== Task goal ==
Scan the records beneath this line for the line holding "pub struct HttpNegotiator" and the line holding "let mut post", then transcribe exactly those two and all lines between.

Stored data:
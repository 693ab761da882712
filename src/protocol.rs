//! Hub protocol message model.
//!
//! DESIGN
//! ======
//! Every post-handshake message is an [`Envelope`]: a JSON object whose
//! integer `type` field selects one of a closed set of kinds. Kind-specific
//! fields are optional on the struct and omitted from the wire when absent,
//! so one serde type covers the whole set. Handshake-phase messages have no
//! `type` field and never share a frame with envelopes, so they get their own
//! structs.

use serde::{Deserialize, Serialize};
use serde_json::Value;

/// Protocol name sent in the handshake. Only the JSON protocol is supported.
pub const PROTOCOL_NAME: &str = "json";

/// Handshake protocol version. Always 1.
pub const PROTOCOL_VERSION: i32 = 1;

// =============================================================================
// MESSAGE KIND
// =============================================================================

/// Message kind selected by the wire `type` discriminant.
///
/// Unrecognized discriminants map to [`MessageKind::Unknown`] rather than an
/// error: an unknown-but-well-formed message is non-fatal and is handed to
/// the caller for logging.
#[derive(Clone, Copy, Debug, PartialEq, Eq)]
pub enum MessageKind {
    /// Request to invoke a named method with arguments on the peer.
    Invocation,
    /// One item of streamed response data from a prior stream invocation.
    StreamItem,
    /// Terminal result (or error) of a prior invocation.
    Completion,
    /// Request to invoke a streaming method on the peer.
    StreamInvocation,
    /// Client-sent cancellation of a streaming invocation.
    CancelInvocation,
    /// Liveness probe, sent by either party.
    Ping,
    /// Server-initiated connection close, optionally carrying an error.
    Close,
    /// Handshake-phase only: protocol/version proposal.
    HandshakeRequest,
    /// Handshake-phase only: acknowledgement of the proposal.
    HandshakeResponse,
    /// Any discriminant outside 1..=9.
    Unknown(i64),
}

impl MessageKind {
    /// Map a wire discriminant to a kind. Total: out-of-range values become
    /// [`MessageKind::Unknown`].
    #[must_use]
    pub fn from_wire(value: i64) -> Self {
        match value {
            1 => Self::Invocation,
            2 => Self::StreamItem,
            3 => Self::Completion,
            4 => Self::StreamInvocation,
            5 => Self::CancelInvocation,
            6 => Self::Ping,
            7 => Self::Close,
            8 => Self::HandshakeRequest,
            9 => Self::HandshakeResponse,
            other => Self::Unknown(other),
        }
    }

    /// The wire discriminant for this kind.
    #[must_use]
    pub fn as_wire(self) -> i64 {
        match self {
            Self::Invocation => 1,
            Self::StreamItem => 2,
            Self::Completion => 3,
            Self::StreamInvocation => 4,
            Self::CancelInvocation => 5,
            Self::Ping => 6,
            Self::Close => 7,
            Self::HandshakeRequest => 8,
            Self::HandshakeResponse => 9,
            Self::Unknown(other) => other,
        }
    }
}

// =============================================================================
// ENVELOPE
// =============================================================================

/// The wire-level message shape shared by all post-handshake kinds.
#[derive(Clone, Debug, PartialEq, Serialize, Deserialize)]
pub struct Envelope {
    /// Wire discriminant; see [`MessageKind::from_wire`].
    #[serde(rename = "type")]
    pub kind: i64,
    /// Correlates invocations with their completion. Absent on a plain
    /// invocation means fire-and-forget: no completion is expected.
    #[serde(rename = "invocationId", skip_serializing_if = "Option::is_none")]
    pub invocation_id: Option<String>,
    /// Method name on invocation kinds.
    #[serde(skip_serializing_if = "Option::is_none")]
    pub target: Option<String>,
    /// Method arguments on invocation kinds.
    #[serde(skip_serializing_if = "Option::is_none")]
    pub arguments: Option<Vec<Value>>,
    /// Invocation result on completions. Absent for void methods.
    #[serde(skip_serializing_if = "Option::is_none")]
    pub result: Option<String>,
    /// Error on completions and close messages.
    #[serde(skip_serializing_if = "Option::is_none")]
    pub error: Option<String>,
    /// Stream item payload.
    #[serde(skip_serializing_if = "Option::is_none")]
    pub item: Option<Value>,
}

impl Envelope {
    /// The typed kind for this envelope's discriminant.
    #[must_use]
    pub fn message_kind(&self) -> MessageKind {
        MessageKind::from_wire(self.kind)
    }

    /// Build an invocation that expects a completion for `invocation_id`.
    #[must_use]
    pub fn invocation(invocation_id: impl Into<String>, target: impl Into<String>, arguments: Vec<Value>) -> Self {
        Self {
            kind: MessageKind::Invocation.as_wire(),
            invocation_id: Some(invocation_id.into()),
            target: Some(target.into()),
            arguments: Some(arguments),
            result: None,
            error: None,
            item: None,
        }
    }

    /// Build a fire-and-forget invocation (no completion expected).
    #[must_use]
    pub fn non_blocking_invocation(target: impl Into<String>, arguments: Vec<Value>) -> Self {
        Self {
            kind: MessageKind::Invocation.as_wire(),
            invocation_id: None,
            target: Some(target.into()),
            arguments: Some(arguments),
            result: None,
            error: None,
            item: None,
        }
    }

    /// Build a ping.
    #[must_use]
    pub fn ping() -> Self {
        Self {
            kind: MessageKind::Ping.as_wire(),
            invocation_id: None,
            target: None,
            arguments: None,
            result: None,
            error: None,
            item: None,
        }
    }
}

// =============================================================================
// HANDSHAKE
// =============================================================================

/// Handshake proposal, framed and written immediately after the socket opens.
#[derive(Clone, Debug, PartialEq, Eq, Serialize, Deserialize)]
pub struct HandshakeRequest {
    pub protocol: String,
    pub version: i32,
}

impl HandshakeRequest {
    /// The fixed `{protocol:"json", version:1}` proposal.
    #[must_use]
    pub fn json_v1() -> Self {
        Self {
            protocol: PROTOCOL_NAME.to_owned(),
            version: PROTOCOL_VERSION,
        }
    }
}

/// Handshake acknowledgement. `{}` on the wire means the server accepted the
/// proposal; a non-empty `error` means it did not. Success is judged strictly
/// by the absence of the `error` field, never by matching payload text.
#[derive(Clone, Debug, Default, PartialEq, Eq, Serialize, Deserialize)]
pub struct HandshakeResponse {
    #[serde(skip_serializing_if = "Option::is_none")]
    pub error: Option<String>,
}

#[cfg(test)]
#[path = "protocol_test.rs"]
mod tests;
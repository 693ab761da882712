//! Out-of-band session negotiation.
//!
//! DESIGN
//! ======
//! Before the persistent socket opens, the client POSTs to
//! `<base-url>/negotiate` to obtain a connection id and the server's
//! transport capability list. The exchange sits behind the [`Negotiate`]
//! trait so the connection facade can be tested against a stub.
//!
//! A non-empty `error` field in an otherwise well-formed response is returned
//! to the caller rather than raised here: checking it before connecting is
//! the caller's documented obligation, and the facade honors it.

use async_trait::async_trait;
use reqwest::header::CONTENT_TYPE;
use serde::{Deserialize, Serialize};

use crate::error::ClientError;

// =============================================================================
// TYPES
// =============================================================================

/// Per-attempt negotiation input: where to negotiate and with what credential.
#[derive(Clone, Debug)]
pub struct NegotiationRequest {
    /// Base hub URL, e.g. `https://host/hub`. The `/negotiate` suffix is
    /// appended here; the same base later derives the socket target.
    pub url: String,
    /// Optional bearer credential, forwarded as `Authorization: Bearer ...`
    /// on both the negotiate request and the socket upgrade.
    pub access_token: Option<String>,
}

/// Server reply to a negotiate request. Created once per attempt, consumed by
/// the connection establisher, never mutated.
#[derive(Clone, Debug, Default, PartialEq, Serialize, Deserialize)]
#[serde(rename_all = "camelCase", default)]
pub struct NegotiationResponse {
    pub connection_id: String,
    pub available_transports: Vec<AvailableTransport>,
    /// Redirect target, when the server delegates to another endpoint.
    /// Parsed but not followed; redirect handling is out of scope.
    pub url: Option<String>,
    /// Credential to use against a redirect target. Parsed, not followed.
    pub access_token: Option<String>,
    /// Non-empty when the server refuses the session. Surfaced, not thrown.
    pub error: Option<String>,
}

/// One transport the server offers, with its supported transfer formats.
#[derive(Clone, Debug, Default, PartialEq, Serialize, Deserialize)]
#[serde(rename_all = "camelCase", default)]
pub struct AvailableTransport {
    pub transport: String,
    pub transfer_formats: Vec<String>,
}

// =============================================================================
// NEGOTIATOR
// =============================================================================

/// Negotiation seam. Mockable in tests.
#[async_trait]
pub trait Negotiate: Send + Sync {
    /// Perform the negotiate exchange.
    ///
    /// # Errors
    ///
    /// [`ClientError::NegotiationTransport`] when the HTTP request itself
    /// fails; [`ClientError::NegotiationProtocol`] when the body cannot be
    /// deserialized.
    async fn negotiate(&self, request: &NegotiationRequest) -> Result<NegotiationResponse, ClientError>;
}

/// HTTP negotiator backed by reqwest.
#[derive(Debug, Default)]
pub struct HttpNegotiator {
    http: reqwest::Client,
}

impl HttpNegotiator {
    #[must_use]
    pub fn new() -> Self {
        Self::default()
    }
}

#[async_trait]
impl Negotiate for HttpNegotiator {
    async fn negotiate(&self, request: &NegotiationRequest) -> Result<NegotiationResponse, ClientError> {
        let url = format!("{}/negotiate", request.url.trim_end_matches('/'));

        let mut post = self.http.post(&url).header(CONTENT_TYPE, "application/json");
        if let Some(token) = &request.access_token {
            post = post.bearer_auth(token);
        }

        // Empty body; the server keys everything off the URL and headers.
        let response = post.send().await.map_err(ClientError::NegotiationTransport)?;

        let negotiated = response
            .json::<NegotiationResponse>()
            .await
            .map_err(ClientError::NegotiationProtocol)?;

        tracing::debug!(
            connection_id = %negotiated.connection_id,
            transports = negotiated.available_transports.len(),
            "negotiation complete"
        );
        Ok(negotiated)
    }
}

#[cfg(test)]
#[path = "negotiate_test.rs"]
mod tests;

== Reply ==
pub struct HttpNegotiator {
    http: reqwest::Client,
}

impl HttpNegotiator {
    #[must_use]
    pub fn new() -> Self {
        Self::default()
    }
}

#[async_trait]
impl Negotiate for HttpNegotiator {
    async fn negotiate(&self, request: &NegotiationRequest) -> Result<NegotiationResponse, ClientError> {
        let url = format!("{}/negotiate", request.url.trim_end_matches('/'));

        let mut post = self.http.post(&url).header(CONTENT_TYPE, "application/json");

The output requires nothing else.